This Day in History

July 10, 1919: The Beating of Prof. Samuel L. Jones and the Longview Riot

Time Periods: 20th Century, World War I: 1910 - 1919, Prosperity, Depression, & World War II: 1920 - 1944
Themes: African American

In July 1919, The Chicago Defender published an article about a June lynching in Longview, Texas. The paper reported that white vigilantes murdered Lemuel Walters on June 17 and described the circumstances surrounding the lynching. While coverage in the white press accused Walters of burgling a home and threatening a married white woman, the Defender suggested Walters had been in a consensual relationship with the woman, was a guest in the house, and even that she had declared her desire to obtain a divorce and marry Walters, if it were legal.

This report fanned the flames of white rage and provoked a thousand of the town’s white residents to riot. According to the Texas State Historical Association, “racial tension was especially high immediately before the riot because two locally prominent Black leaders had urged black farmers to avoid local white cotton brokers and sell directly to buyers in Galveston.”

Because of its critique of racism and celebration of Black independence and self-defense, the Chicago Defender was a perennial target of white supremacists who sought to disrupt its distribution, typically by attacking its reporters and printers.

Black and white photograph of a Black man holding a pistol in his right hand and a rifle in his left.

Daniel Hoskins, posing with guns deposited at Gregg County Courthouse, Longview, Texas, after the state declared martial law in the town following the July 1919 violence. Source: Library of Congress

In 1919, the local distributor of the Defender in the Longview community was Professor Samuel L. Jones, a school teacher and labor rights advocate.

When the Walters article appeared in the Defender, white citizens of Longview concluded that Jones was its author. A mob formed and found Jones by the town courthouse on July 10, 1919. He was beaten, but escaped to find his friend, Dr. Calvin P. Davis, who immediately began to organize for their defense. That evening, Jones hid at a relative’s house while Davis and 25 other armed Black men set up defensive positions at Jones’ house and waited.

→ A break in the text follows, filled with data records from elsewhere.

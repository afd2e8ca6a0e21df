//! Splitting session messages into transport units and putting them back together.
//!
//! Every unit starts with a one-byte header. Bit 0 set means more units of the same
//! message follow; the other bits are reserved and must be zero.
use crate::error::{ProtocolError, TransportError};

pub const MORE_FRAGMENTS: u8 = 0x01;
const RESERVED_BITS: u8 = !MORE_FRAGMENTS;
const HEADER_LEN: usize = 1;

/// Split `message` into units of at most `mtu` bytes, header included.
///
/// An empty message still produces one header-only unit so the peer sees it; that unit
/// fits an mtu of exactly the header size. Any payload needs room for one more byte.
pub fn fragment(message: &[u8], mtu: usize) -> Result<Vec<Vec<u8>>, TransportError> {
    if mtu < HEADER_LEN {
        return Err(TransportError::InvalidMtu(mtu));
    }
    if message.is_empty() {
        return Ok(vec![vec![0x00]]);
    }
    if mtu == HEADER_LEN {
        return Err(TransportError::InvalidMtu(mtu));
    }
    let chunk_len = mtu - HEADER_LEN;
    let count = message.len().div_ceil(chunk_len);
    Ok(message
        .chunks(chunk_len)
        .enumerate()
        .map(|(i, chunk)| {
            let mut unit = Vec::with_capacity(HEADER_LEN + chunk.len());
            unit.push(if i + 1 < count { MORE_FRAGMENTS } else { 0x00 });
            unit.extend_from_slice(chunk);
            unit
        })
        .collect())
}

/// Reassembles one direction of traffic. The protocol is half-duplex, so at most one
/// message is ever in progress.
#[derive(Debug)]
pub struct Reassembler {
    pending: Option<Vec<u8>>,
    max_message_size: usize,
}

impl Reassembler {
    pub fn new(max_message_size: usize) -> Self {
        Self {
            pending: None,
            max_message_size,
        }
    }

    pub fn is_pending(&self) -> bool {
        self.pending.is_some()
    }

    /// Drop any partially received message.
    pub fn reset(&mut self) {
        self.pending = None;
    }

    /// Feed one unit. Returns the complete message once its last unit arrives.
    pub fn push(&mut self, unit: &[u8]) -> Result<Option<Vec<u8>>, ProtocolError> {
        let Some((&header, payload)) = unit.split_first() else {
            self.reset();
            return Err(malformed("empty unit"));
        };
        if header & RESERVED_BITS != 0 {
            self.reset();
            return Err(malformed(format!("reserved header bits set: {header:#04x}")));
        }
        let buffered = self.pending.as_ref().map_or(0, Vec::len);
        if buffered + payload.len() > self.max_message_size {
            self.reset();
            return Err(malformed(format!(
                "message exceeds {} bytes",
                self.max_message_size
            )));
        }
        let mut buffer = self.pending.take().unwrap_or_default();
        buffer.extend_from_slice(payload);
        if header & MORE_FRAGMENTS != 0 {
            self.pending = Some(buffer);
            Ok(None)
        } else {
            Ok(Some(buffer))
        }
    }
}

fn malformed(reason: impl Into<String>) -> ProtocolError {
    ProtocolError::MalformedFragment(reason.into())
}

A dozen or so armed whites arrived at Jones’ house and tried to enter by force, but the Black men opened fire on the white attackers. Several of the white men were injured. The mob fled and went to alert their friends and relatives. Grown now to nearly a thousand men, incensed by the specter of Black self-defense, the white mob returned to Jones’ house and burned it to the ground. They also destroyed several other properties owned by Black residents. Jones and Davis both managed to escape from Longview with their lives, but Davis’ father-in-law, Marion Bush, was chased down and shot by the mob on July 11.

Black residents called upon the town’s white mayor, sheriff, and governor for aid. During the white rioting, the only law enforcement present were the local police. State troopers and the National Guard arrived in the next week to monitor the situation. A curfew was enacted, as was martial law.

The Longview Riot is one example of the epidemic racist mob violence of 1919, a period known as “Red Summer.”